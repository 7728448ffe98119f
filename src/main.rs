//! Report Bot - Main Entry Point
//!
//! A Telegram bot that collects reports about users, groups and channels
//! and forwards them to a report channel and the admins.

use std::sync::Arc;
use std::time::Duration;

use anyhow::{Context, Result};
use clap::Parser;
use tokio::sync::watch;
use tokio::time::interval;
use tracing::{debug, info};
use tracing_subscriber::EnvFilter;

use report_bot::config::{BotSettings, TelegramConfig};
use report_bot::conversation::ReportFlow;
use report_bot::reports::ReportStore;
use report_bot::telegram::dispatcher;

/// How often expired cooldowns and idle conversations are dropped from memory.
const PRUNE_INTERVAL: Duration = Duration::from_secs(600);

/// Telegram bot for reporting users, groups and channels.
#[derive(Parser, Debug)]
#[command(name = "report_bot")]
#[command(about = "Collect reports about Telegram users, groups and channels")]
#[command(version)]
struct Args {
    /// Path to the .env file for environment variables.
    #[arg(long, default_value = ".env")]
    env_file: String,

    /// Log level (trace, debug, info, warn, error).
    #[arg(short, long, default_value = "info")]
    log_level: String,
}

#[tokio::main]
async fn main() -> Result<()> {
    let args = Args::parse();

    // Load environment variables before logging so RUST_LOG from .env applies
    let env_loaded = dotenvy::from_filename(&args.env_file);

    init_logging(&args.log_level);

    if let Err(e) = env_loaded {
        debug!("Could not load .env file ({}): {}", args.env_file, e);
    }

    // Load configurations
    let tg_config = TelegramConfig::from_env()
        .context("Failed to load Telegram configuration from environment")?;

    let settings = BotSettings::from_env().context("Failed to load bot settings")?;

    info!(
        "Settings: {} admins, channel: {}, cooldown: {}s, max details: {} chars",
        settings.admin_ids.len(),
        settings.report_channel.as_deref().unwrap_or("none"),
        settings.report_cooldown_secs,
        settings.max_report_length
    );

    let store = ReportStore::open(&settings.reports_path)
        .await
        .with_context(|| format!("Failed to open {}", settings.reports_path.display()))?;

    let flow = Arc::new(ReportFlow::new(&settings, Arc::new(store)));

    let (shutdown_tx, shutdown_rx) = watch::channel(false);

    // Spawn housekeeping
    let prune_flow = Arc::clone(&flow);
    let mut prune_shutdown = shutdown_rx.clone();
    let prune_handle = tokio::spawn(async move {
        let mut timer = interval(PRUNE_INTERVAL);
        loop {
            tokio::select! {
                _ = timer.tick() => {
                    let removed = prune_flow.cooldowns().prune().await;
                    if removed > 0 {
                        debug!("Pruned {} expired cooldowns", removed);
                    }
                    let idle = prune_flow.prune_conversations().await;
                    if idle > 0 {
                        debug!("Pruned {} idle conversations", idle);
                    }
                }
                _ = prune_shutdown.changed() => break,
            }
        }
    });

    info!("Starting report bot...");

    let mut bot_handle = {
        let flow = Arc::clone(&flow);
        let settings = settings.clone();
        tokio::spawn(async move { dispatcher::run(&tg_config, &settings, flow, shutdown_rx).await })
    };

    // Run until Ctrl+C or until the update loop stops on its own
    let result = tokio::select! {
        _ = tokio::signal::ctrl_c() => {
            info!("Received Ctrl+C, shutting down...");
            let _ = shutdown_tx.send(true);
            (&mut bot_handle).await
        }
        result = &mut bot_handle => result,
    };

    // Cleanup
    info!("Shutting down...");
    let _ = shutdown_tx.send(true);
    let _ = prune_handle.await;

    result
        .context("Update loop panicked")?
        .context("Telegram update loop failed")?;

    info!("Stored reports: {}", flow.store().len().await);
    Ok(())
}

/// Initializes the logging subsystem.
fn init_logging(level: &str) {
    let filter = EnvFilter::try_from_default_env().unwrap_or_else(|_| EnvFilter::new(level));

    tracing_subscriber::fmt()
        .with_env_filter(filter)
        .with_target(false)
        .init();
}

══════════

▸ Instructions for the task: Through the line that holds "use report_bot::telegram::dispatcher;", repeat the material above exactly, starting at its first line.

▸ Answer below:
repository 7728448ffe98119f
filename src/main.rs
//! Report Bot - Main Entry Point
//!
//! A Telegram bot that collects reports about users, groups and channels
//! and forwards them to a report channel and the admins.

use std::sync::Arc;
use std::time::Duration;

use anyhow::{Context, Result};
use clap::Parser;
use tokio::sync::watch;
use tokio::time::interval;
use tracing::{debug, info};
use tracing_subscriber::EnvFilter;

use report_bot::config::{BotSettings, TelegramConfig};
use report_bot::conversation::ReportFlow;
use report_bot::reports::ReportStore;
use report_bot::telegram::dispatcher;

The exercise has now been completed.